Extracted entries:
▬▬▬▬▬▬▬▬▬▬

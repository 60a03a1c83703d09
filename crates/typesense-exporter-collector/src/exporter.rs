use std::{collections::BTreeMap, sync::Arc, time::Instant};

use futures::{StreamExt, stream::FuturesUnordered};
use tracing::{debug, error};

use crate::{
    collectors::StatCollector,
    metrics::{
        render::render_text,
        types::{CollectedMetric, MetricDescriptor, MetricSample, MetricType, MetricValue},
    },
};

/// Aggregates every registered collector into one exposition stream.
///
/// The collector set is fixed at construction. Each collection request fans
/// out concurrently and returns only after every collector has reported, so
/// a response never interleaves with a still-running collector.
pub struct Exporter {
    collectors: BTreeMap<&'static str, Arc<dyn StatCollector>>,
    scrape_duration: MetricDescriptor,
    scrape_success: MetricDescriptor,
}

impl Exporter {
    pub fn new(collectors: Vec<Arc<dyn StatCollector>>) -> Self {
        let collectors = collectors
            .into_iter()
            .map(|collector| (collector.name(), collector))
            .collect();

        Self {
            collectors,
            scrape_duration: MetricDescriptor::new(
                "scrape",
                "duration_seconds",
                "Duration of a collector scrape.",
                MetricType::Gauge,
                &["collector"],
            ),
            scrape_success: MetricDescriptor::new(
                "scrape",
                "success",
                "Whether a collector succeeded.",
                MetricType::Gauge,
                &["collector"],
            ),
        }
    }

    /// Run all collectors concurrently and merge their output, sorted by
    /// metric name. A failing collector contributes its health metrics and a
    /// success=0 sample without affecting the others.
    pub async fn collect(&self) -> Vec<CollectedMetric> {
        let mut pending = FuturesUnordered::new();
        for (name, collector) in &self.collectors {
            let collector = Arc::clone(collector);
            let name = *name;
            pending.push(async move {
                let mut metrics = Vec::new();
                let started = Instant::now();
                let result = collector.update(&mut metrics).await;
                (name, metrics, result, started.elapsed())
            });
        }

        let mut merged = Vec::new();
        let mut durations = Vec::with_capacity(self.collectors.len());
        let mut successes = Vec::with_capacity(self.collectors.len());

        while let Some((name, metrics, result, elapsed)) = pending.next().await {
            let duration_seconds = elapsed.as_secs_f64();
            let success = match result {
                Ok(()) => {
                    debug!(collector = name, duration_seconds, "collector succeeded");
                    1.0
                }
                Err(err) => {
                    error!(collector = name, duration_seconds, error = %err, "collector failed");
                    0.0
                }
            };

            durations.push(collector_sample(name, duration_seconds));
            successes.push(collector_sample(name, success));
            merged.extend(metrics);
        }

        durations.sort_by(|left, right| left.labels.cmp(&right.labels));
        successes.sort_by(|left, right| left.labels.cmp(&right.labels));

        merged.push(CollectedMetric {
            descriptor: self.scrape_duration.clone(),
            samples: durations,
        });
        merged.push(CollectedMetric {
            descriptor: self.scrape_success.clone(),
            samples: successes,
        });

        merged.sort_by(|left, right| left.descriptor.name.cmp(&right.descriptor.name));
        merged
    }

    /// One full collection cycle rendered in the text exposition format.
    pub async fn render(&self) -> String {
        render_text(&self.collect().await)
    }
}

fn collector_sample(collector: &str, value: f64) -> MetricSample {
    MetricSample {
        labels: vec![("collector".to_string(), collector.to_string())],
        value: MetricValue::Gauge(value),
    }
}

#[cfg(test)]
mod tests {
    use std::sync::Arc;

    use async_trait::async_trait;

    use super::Exporter;
    use crate::{
        collectors::StatCollector,
        error::ScrapeError,
        metrics::types::{
            CollectedMetric, MetricDescriptor, MetricSample, MetricType, MetricValue,
        },
    };

    struct StaticCollector {
        name: &'static str,
        fail: bool,
    }

    #[async_trait]
    impl StatCollector for StaticCollector {
        fn name(&self) -> &'static str {
            self.name
        }

        async fn update(&self, sink: &mut Vec<CollectedMetric>) -> Result<(), ScrapeError> {
            sink.push(CollectedMetric {
                descriptor: MetricDescriptor::new(
                    self.name,
                    "up",
                    "Was the last scrape successful.",
                    MetricType::Gauge,
                    &[],
                ),
                samples: vec![MetricSample {
                    labels: Vec::new(),
                    value: MetricValue::Gauge(if self.fail { 0.0 } else { 1.0 }),
                }],
            });
            if self.fail {
                Err(ScrapeError::Parse {
                    url: "http://upstream/stats.json".to_string(),
                    reason: "boom".to_string(),
                })
            } else {
                Ok(())
            }
        }
    }

    fn exporter_with(collectors: Vec<StaticCollector>) -> Exporter {
        Exporter::new(
            collectors
                .into_iter()
                .map(|collector| Arc::new(collector) as Arc<dyn StatCollector>)
                .collect(),
        )
    }

    fn family<'a>(merged: &'a [CollectedMetric], name: &str) -> &'a CollectedMetric {
        merged
            .iter()
            .find(|metric| metric.descriptor.name == name)
            .unwrap()
    }

    #[tokio::test]
    async fn every_scrape_yields_one_health_pair_per_collector() {
        let exporter = exporter_with(vec![
            StaticCollector {
                name: "alpha",
                fail: false,
            },
            StaticCollector {
                name: "beta",
                fail: true,
            },
        ]);

        let merged = exporter.collect().await;

        let durations = family(&merged, "typesense_scrape_duration_seconds");
        assert_eq!(durations.samples.len(), 2);

        let successes = family(&merged, "typesense_scrape_success");
        assert_eq!(successes.samples.len(), 2);
        let by_collector = |index: usize| {
            (
                successes.samples[index].labels[0].1.as_str(),
                match successes.samples[index].value {
                    MetricValue::Gauge(value) => value,
                    _ => panic!("expected gauge"),
                },
            )
        };
        assert_eq!(by_collector(0), ("alpha", 1.0));
        assert_eq!(by_collector(1), ("beta", 0.0));
    }

    #[tokio::test]
    async fn a_failing_collector_does_not_suppress_the_others() {
        let exporter = exporter_with(vec![
            StaticCollector {
                name: "alpha",
                fail: false,
            },
            StaticCollector {
                name: "beta",
                fail: true,
            },
        ]);

        let merged = exporter.collect().await;
        assert!(
            merged
                .iter()
                .any(|metric| metric.descriptor.name == "typesense_alpha_up")
        );
        assert!(
            merged
                .iter()
                .any(|metric| metric.descriptor.name == "typesense_beta_up")
        );
    }

    #[tokio::test]
    async fn merged_output_is_sorted_by_metric_name() {
        let exporter = exporter_with(vec![
            StaticCollector {
                name: "zeta",
                fail: false,
            },
            StaticCollector {
                name: "alpha",
                fail: false,
            },
        ]);

        let merged = exporter.collect().await;
        let names = merged
            .iter()
            .map(|metric| metric.descriptor.name.clone())
            .collect::<Vec<_>>();
        let mut sorted = names.clone();
        sorted.sort();
        assert_eq!(names, sorted);
    }

    #[tokio::test]
    async fn an_empty_collector_set_still_exposes_the_health_families() {
        let exporter = Exporter::new(Vec::new());
        let merged = exporter.collect().await;
        assert_eq!(merged.len(), 2);
        assert!(merged.iter().all(|metric| metric.samples.is_empty()));
    }

    #[tokio::test]
    async fn mixed_upstream_outcome_still_yields_a_full_health_pair_set() {
        use axum::{Router, http::StatusCode, routing::get};
        use url::Url;

        use crate::{
            client::TypesenseClient,
            collectors::{ApiStatsCollector, ClusterMetricsCollector},
        };

        const CLUSTER_BODY: &str = r#"{
            "system_cpu_active_percentage": "5.25",
            "system_disk_total_bytes": "1043447808",
            "system_disk_used_bytes": "561152",
            "system_memory_total_bytes": "2086899712",
            "system_memory_used_bytes": "1004507136",
            "system_network_received_bytes": "1466",
            "system_network_sent_bytes": "182",
            "typesense_memory_active_bytes": "29630464",
            "typesense_memory_allocated_bytes": "27886840",
            "typesense_memory_fragmentation_ratio": "0.06",
            "typesense_memory_mapped_bytes": "69701632",
            "typesense_memory_metadata_bytes": "4588768",
            "typesense_memory_resident_bytes": "29630464",
            "typesense_memory_retained_bytes": "51152896"
        }"#;

        let router = Router::new()
            .route("/metrics.json", get(|| async { CLUSTER_BODY }))
            .route(
                "/stats.json",
                get(|| async { StatusCode::INTERNAL_SERVER_ERROR }),
            );
        let listener = tokio::net::TcpListener::bind("127.0.0.1:0").await.unwrap();
        let addr = listener.local_addr().unwrap();
        tokio::spawn(async move {
            axum::serve(listener, router).await.unwrap();
        });

        let client = TypesenseClient::new(
            reqwest::Client::new(),
            Url::parse(&format!("http://{addr}")).unwrap(),
        );
        let exporter = Exporter::new(vec![
            Arc::new(ClusterMetricsCollector::new(client.clone())) as Arc<dyn StatCollector>,
            Arc::new(ApiStatsCollector::new(client)),
        ]);

        let merged = exporter.collect().await;

        assert_eq!(
            family(&merged, "typesense_scrape_duration_seconds")
                .samples
                .len(),
            2
        );
        let successes = family(&merged, "typesense_scrape_success");
        assert_eq!(successes.samples.len(), 2);

        // Sorted by collector label: api_stats (down) before cluster_metrics (up).
        match successes.samples[0].value {
            MetricValue::Gauge(value) => assert_eq!(value, 0.0),
            _ => panic!("expected gauge"),
        }
        match successes.samples[1].value {
            MetricValue::Gauge(value) => assert_eq!(value, 1.0),
            _ => panic!("expected gauge"),
        }

        // Cluster field metrics survive the api-stats failure.
        assert!(
            merged
                .iter()
                .any(|m| m.descriptor.name == "typesense_cluster_metrics_memory_resident_bytes")
        );
        assert!(
            !merged
                .iter()
                .any(|m| m.descriptor.name == "typesense_api_stats_requests_per_second")
        );

        let rendered = exporter.render().await;
        assert!(rendered.contains("typesense_api_stats_up 0\n"));
        assert!(rendered.contains("typesense_cluster_metrics_up 1\n"));
    }
}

▬▬▬▬▬▬▬▬▬▬

Problem details: Wherever the word "format" turns up in a line of the entries above, copy that line.

Output for this exercise:
    /// One full collection cycle rendered in the text exposition format.
            Url::parse(&format!("http://{addr}")).unwrap(),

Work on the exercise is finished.